I am experiencing memory leak and here goes some detail.

At the time of after-leak,

  • top shows 50GB memory as residential
  • heap dump file size is 25GB
  • eclipse MAT analyzer tells me the heap size is 10GB

At the time of before-leak,

  • top shows 30GB memory as residential
  • heap dump file size is 20GB
  • eclipse MAT analyzer tells me the heap size is 10GB

I am pretty surprised that the difference between top, heap-dump size, and the actual heap size. I am guessing that the difference between top and heap is the possibility of garbage collector heap and native heap areas. But, how come the heap dump file size and the actual heap size (from eclipse MAT analyzer) could differ?

Any insight on this problem?

UPDATE / ANSWER

Some of suggestions are to use jcmd ( https://docs.oracle.com/javase/8/docs/technotes/guides/troubleshoot/tooldescr007.html ) as the website tells "Native Memory Tracking". But, if you read the page carefully, you will see

Since NMT doesn't track memory allocations by non-JVM code, you may have to use tools supported by the operating system to detect memory leaks in native code.

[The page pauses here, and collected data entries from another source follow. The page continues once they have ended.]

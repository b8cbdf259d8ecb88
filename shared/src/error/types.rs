//! Structured application error

use super::codes::ErrorCode;
use http::StatusCode;
use serde::Serialize;
use serde_json::Value;
use std::collections::HashMap;
use thiserror::Error;

/// Application error with structured error code and details
///
/// This is the cross-crate error vocabulary, providing:
/// - Standardized error codes via [`ErrorCode`]
/// - Human-readable messages suitable for a notification
/// - Optional structured details (offending fields, limits, ...)
#[derive(Debug, Clone, Error, Serialize)]
#[error("{message}")]
pub struct AppError {
    /// The error code identifying the type of error
    pub code: ErrorCode,
    /// Human-readable error message
    pub message: String,
    /// Optional additional details (field-level errors, context, etc.)
    #[serde(default, skip_serializing_if = "Option::is_none")]
    pub details: Option<HashMap<String, Value>>,
}

impl AppError {
    /// Create a new error with the default message for the error code
    pub fn new(code: ErrorCode) -> Self {
        Self {
            message: code.message().to_string(),
            code,
            details: None,
        }
    }

    /// Create a new error with a custom message
    pub fn with_message(code: ErrorCode, message: impl Into<String>) -> Self {
        Self {
            code,
            message: message.into(),
            details: None,
        }
    }

    /// Add a detail entry to this error
    pub fn with_detail(mut self, key: impl Into<String>, value: impl Into<Value>) -> Self {
        self.details
            .get_or_insert_with(HashMap::new)
            .insert(key.into(), value.into());
        self
    }

    /// Get the HTTP status code for this error
    pub fn http_status(&self) -> StatusCode {
        self.code.http_status()
    }
}

#[cfg(test)]
mod tests {
    use super::*;

    #[test]
    fn test_app_error_new() {
        let err = AppError::new(ErrorCode::NotFound);
        assert_eq!(err.code, ErrorCode::NotFound);
        assert_eq!(err.message, "Resource not found");
        assert!(err.details.is_none());
    }

    #[test]
    fn test_app_error_with_message() {
        let err = AppError::with_message(ErrorCode::ValidationFailed, "Price is not a number");
        assert_eq!(err.code, ErrorCode::ValidationFailed);
        assert_eq!(err.to_string(), "Price is not a number");
    }

    #[test]
    fn test_app_error_with_detail() {
        let err = AppError::new(ErrorCode::RequiredField)
            .with_detail("fields", vec!["title", "price"])
            .with_detail("count", 2);

        let details = err.details.unwrap();
        assert_eq!(details.get("fields").unwrap(), &serde_json::json!(["title", "price"]));
        assert_eq!(details.get("count").unwrap(), 2);
    }

    #[test]
    fn test_app_error_http_status() {
        assert_eq!(
            AppError::with_message(ErrorCode::NotFound, "Category 42 not found").http_status(),
            StatusCode::NOT_FOUND
        );
        assert_eq!(
            AppError::with_message(ErrorCode::NetworkError, "connection reset").http_status(),
            StatusCode::SERVICE_UNAVAILABLE
        );
    }

    #[test]
    fn test_app_error_serialize() {
        let err = AppError::new(ErrorCode::FileTooLarge);
        let json = serde_json::to_value(&err).unwrap();
        assert_eq!(json["code"], 6501);
        assert_eq!(json["message"], "File size should be less than 5MB");
        assert!(json.get("details").is_none());
    }
}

So, in case of the leak inside the native library, jcmd is not an option.

After crawling the Internets for days and trying out various profilers, most effective for this problem is using jemalloc profiler.

This page helped me a lot! https://gdstechnology.blog.gov.uk/2015/12/11/using-jemalloc-to-get-to-the-bottom-of-a-memory-leak/

top and other OS level tools show how much system memory does your JVM process consume. Java heap, defined by -Xmx command line option, is only a part of that memory. Apart from heap JVM needs some memory for itself. Then there are java threads, each requiring a certain amount of memory. And Metaspace/Permanent Generation. And several others. You can read this blog post and this SO answer for more information.

About the size of the dump file and the actual heap size the answer of @arnab-biswas is certainly true. MAT reports the size of actually used heap, consumed by live objects. But heap dump contains the whole of the heap, including garbage.

I have experienced similar situation. The difference (HPROF file size - Size of the heap indicated by MAT) is effectively garbage (unreachable objects). Unreachable object Histogram in MAT should help here.

jmap -F -dump:live,format=b,file=<file_name.hprof> <process_id> will only dump live objects and NOT garbages.

In order to monitor the native memory you need to start your application with -XX:NativeMemoryTracking=summary or -XX:NativeMemoryTracking=detail . Note that there is a performance penalty, so think twice before doing it in production.

When memory tracking is active you can use jcmd <pid> VM.native_memory summary . There are other commands available as well, check https://docs.oracle.com/javase/8/docs/technotes/guides/troubleshoot/tooldescr007.html or search for native memory tracking.

EDIT: I didn't follow the links before answering, you may be looking for something like https://github.com/jeffgriffith/native-jvm-leaks instead.

You are asking for an answer drawing from credible/official sources. Let me give it a try.

1) why is the memory consumed by my JVM process (shown by Top) larger than the heap size?

Because the total memory consumption of the JVM process consists of more things than just the Java heap. A few examples:

  • Generated (JIT:ed) code
  • Loaded libraries (including jar and class files)
  • Control structures for the java heap
  • Thread Stacks
  • User native memory (malloc:ed in JNI)

Credible/official sources: Run-Time Data Areas and this blog post

2) why is the heap dump size much bigger than what MAT reports?

Because MAT does not show the complete heap. During the index creation, the Memory Analyzer removes unreachable objects because the various garbage collector algorithms tend to leave some garbage behind.

Credible/official sources: MemoryAnalyzer/FAQ

Heap dump : A heap dump is a snapshot of the memory of a Java process at a certain point of time. There are different formats for persisting this data, and depending on the format it may contain different pieces of information, but in general the snapshot contains information about the java objects and classes in the heap at the moment the snapshot was triggered. Usually a full GC is triggered before the heap dump is written so it contains information about the remaining objects.